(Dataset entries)
Segment Open
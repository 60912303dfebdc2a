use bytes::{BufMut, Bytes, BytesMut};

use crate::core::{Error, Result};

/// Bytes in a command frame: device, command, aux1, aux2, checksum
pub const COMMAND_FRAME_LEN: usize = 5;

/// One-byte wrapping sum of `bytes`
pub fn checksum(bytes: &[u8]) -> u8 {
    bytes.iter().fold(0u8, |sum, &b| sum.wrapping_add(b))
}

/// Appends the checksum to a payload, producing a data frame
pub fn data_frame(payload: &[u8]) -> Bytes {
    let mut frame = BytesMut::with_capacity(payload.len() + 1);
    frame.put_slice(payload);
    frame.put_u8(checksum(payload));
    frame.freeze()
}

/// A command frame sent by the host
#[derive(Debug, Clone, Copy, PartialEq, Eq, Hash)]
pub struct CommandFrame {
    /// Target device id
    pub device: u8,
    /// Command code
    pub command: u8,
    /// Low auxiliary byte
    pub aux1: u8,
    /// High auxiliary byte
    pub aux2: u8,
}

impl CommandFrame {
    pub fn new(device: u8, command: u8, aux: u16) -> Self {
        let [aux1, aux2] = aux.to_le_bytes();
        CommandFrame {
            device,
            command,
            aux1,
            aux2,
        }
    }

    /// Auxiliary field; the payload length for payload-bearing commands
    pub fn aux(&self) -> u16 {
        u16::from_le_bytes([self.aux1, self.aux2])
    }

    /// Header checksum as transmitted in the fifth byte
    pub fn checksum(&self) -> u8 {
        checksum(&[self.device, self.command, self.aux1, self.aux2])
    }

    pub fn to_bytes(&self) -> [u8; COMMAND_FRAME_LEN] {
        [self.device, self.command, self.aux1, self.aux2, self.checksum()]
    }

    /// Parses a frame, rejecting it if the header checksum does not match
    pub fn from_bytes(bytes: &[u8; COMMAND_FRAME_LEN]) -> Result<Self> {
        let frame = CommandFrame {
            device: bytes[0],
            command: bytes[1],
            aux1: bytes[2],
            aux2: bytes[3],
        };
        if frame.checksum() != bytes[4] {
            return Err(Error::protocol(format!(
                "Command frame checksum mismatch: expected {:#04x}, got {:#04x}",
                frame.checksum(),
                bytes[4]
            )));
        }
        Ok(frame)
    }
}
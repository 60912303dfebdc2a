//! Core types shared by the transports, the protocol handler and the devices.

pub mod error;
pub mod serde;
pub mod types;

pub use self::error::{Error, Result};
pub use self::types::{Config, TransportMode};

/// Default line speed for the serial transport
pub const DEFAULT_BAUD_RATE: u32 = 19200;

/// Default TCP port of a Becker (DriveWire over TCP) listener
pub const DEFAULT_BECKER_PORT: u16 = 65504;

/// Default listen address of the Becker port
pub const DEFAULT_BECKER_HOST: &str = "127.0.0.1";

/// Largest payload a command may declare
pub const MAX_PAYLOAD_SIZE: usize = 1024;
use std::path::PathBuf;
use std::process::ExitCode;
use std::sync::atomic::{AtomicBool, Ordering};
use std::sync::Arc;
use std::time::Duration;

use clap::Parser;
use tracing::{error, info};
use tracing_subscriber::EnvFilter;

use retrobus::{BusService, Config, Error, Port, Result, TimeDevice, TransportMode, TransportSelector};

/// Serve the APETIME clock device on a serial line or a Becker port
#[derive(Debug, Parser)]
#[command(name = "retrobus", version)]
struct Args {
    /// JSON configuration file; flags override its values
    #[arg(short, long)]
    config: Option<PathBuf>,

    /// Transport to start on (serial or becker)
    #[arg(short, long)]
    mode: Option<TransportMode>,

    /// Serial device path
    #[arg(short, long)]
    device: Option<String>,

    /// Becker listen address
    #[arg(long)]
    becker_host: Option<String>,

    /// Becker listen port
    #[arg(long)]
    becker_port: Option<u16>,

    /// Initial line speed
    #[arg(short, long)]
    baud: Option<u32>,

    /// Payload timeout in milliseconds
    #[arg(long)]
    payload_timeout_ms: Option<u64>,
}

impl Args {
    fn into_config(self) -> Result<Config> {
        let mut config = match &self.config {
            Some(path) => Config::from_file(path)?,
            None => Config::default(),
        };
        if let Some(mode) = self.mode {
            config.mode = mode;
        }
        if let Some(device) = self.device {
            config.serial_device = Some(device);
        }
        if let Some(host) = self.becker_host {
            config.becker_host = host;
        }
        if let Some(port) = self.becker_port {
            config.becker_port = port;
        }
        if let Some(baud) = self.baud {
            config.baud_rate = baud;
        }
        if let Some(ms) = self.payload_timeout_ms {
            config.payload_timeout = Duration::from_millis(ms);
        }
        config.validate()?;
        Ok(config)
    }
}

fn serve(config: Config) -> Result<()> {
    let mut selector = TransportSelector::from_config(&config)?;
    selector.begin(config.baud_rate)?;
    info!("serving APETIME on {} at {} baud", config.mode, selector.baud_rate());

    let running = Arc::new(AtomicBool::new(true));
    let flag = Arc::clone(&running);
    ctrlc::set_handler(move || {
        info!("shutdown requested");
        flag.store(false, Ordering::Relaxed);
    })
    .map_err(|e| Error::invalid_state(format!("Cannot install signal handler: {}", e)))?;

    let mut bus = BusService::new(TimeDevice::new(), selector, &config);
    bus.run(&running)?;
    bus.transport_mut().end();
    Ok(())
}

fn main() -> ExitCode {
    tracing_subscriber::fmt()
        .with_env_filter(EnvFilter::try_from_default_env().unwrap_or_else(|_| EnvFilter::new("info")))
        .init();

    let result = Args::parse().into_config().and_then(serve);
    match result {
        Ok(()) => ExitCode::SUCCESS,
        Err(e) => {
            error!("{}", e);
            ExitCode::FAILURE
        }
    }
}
Segment Closed
§ Exercise brief
Every entry is to be printed exactly as given.

§ Solution to the problem
repository 60912303dfebdc2a
use bytes::{BufMut, Bytes, BytesMut};

use crate::core::{Error, Result};

/// Bytes in a command frame: device, command, aux1, aux2, checksum
pub const COMMAND_FRAME_LEN: usize = 5;

/// One-byte wrapping sum of `bytes`
pub fn checksum(bytes: &[u8]) -> u8 {
    bytes.iter().fold(0u8, |sum, &b| sum.wrapping_add(b))
}

/// Appends the checksum to a payload, producing a data frame
pub fn data_frame(payload: &[u8]) -> Bytes {
    let mut frame = BytesMut::with_capacity(payload.len() + 1);
    frame.put_slice(payload);
    frame.put_u8(checksum(payload));
    frame.freeze()
}

/// A command frame sent by the host
#[derive(Debug, Clone, Copy, PartialEq, Eq, Hash)]
pub struct CommandFrame {
    /// Target device id
    pub device: u8,
    /// Command code
    pub command: u8,
    /// Low auxiliary byte
    pub aux1: u8,
    /// High auxiliary byte
    pub aux2: u8,
}

impl CommandFrame {
    pub fn new(device: u8, command: u8, aux: u16) -> Self {
        let [aux1, aux2] = aux.to_le_bytes();
        CommandFrame {
            device,
            command,
            aux1,
            aux2,
        }
    }

    /// Auxiliary field; the payload length for payload-bearing commands
    pub fn aux(&self) -> u16 {
        u16::from_le_bytes([self.aux1, self.aux2])
    }

    /// Header checksum as transmitted in the fifth byte
    pub fn checksum(&self) -> u8 {
        checksum(&[self.device, self.command, self.aux1, self.aux2])
    }

    pub fn to_bytes(&self) -> [u8; COMMAND_FRAME_LEN] {
        [self.device, self.command, self.aux1, self.aux2, self.checksum()]
    }

    /// Parses a frame, rejecting it if the header checksum does not match
    pub fn from_bytes(bytes: &[u8; COMMAND_FRAME_LEN]) -> Result<Self> {
        let frame = CommandFrame {
            device: bytes[0],
            command: bytes[1],
            aux1: bytes[2],
            aux2: bytes[3],
        };
        if frame.checksum() != bytes[4] {
            return Err(Error::protocol(format!(
                "Command frame checksum mismatch: expected {:#04x}, got {:#04x}",
                frame.checksum(),
                bytes[4]
            )));
        }
        Ok(frame)
    }
}
repository 60912303dfebdc2a
//! Core types shared by the transports, the protocol handler and the devices.

pub mod error;
pub mod serde;
pub mod types;

pub use self::error::{Error, Result};
pub use self::types::{Config, TransportMode};

/// Default line speed for the serial transport
pub const DEFAULT_BAUD_RATE: u32 = 19200;

/// Default TCP port of a Becker (DriveWire over TCP) listener
pub const DEFAULT_BECKER_PORT: u16 = 65504;

/// Default listen address of the Becker port
pub const DEFAULT_BECKER_HOST: &str = "127.0.0.1";

/// Largest payload a command may declare
pub const MAX_PAYLOAD_SIZE: usize = 1024;
use std::path::PathBuf;
use std::process::ExitCode;
use std::sync::atomic::{AtomicBool, Ordering};
use std::sync::Arc;
use std::time::Duration;

use clap::Parser;
use tracing::{error, info};
use tracing_subscriber::EnvFilter;

use retrobus::{BusService, Config, Error, Port, Result, TimeDevice, TransportMode, TransportSelector};

/// Serve the APETIME clock device on a serial line or a Becker port
#[derive(Debug, Parser)]
#[command(name = "retrobus", version)]
struct Args {
    /// JSON configuration file; flags override its values
    #[arg(short, long)]
    config: Option<PathBuf>,

    /// Transport to start on (serial or becker)
    #[arg(short, long)]
    mode: Option<TransportMode>,

    /// Serial device path
    #[arg(short, long)]
    device: Option<String>,

    /// Becker listen address
    #[arg(long)]
    becker_host: Option<String>,

    /// Becker listen port
    #[arg(long)]
    becker_port: Option<u16>,

    /// Initial line speed
    #[arg(short, long)]
    baud: Option<u32>,

    /// Payload timeout in milliseconds
    #[arg(long)]
    payload_timeout_ms: Option<u64>,
}

impl Args {
    fn into_config(self) -> Result<Config> {
        let mut config = match &self.config {
            Some(path) => Config::from_file(path)?,
            None => Config::default(),
        };
        if let Some(mode) = self.mode {
            config.mode = mode;
        }
        if let Some(device) = self.device {
            config.serial_device = Some(device);
        }
        if let Some(host) = self.becker_host {
            config.becker_host = host;
        }
        if let Some(port) = self.becker_port {
            config.becker_port = port;
        }
        if let Some(baud) = self.baud {
            config.baud_rate = baud;
        }
        if let Some(ms) = self.payload_timeout_ms {
            config.payload_timeout = Duration::from_millis(ms);
        }
        config.validate()?;
        Ok(config)
    }
}

fn serve(config: Config) -> Result<()> {
    let mut selector = TransportSelector::from_config(&config)?;
    selector.begin(config.baud_rate)?;
    info!("serving APETIME on {} at {} baud", config.mode, selector.baud_rate());

    let running = Arc::new(AtomicBool::new(true));
    let flag = Arc::clone(&running);
    ctrlc::set_handler(move || {
        info!("shutdown requested");
        flag.store(false, Ordering::Relaxed);
    })
    .map_err(|e| Error::invalid_state(format!("Cannot install signal handler: {}", e)))?;

    let mut bus = BusService::new(TimeDevice::new(), selector, &config);
    bus.run(&running)?;
    bus.transport_mut().end();
    Ok(())
}

fn main() -> ExitCode {
    tracing_subscriber::fmt()
        .with_env_filter(EnvFilter::try_from_default_env().unwrap_or_else(|_| EnvFilter::new("info")))
        .init();

    let result = Args::parse().into_config().and_then(serve);
    match result {
        Ok(()) => ExitCode::SUCCESS,
        Err(e) => {
            error!("{}", e);
            ExitCode::FAILURE
        }
    }
}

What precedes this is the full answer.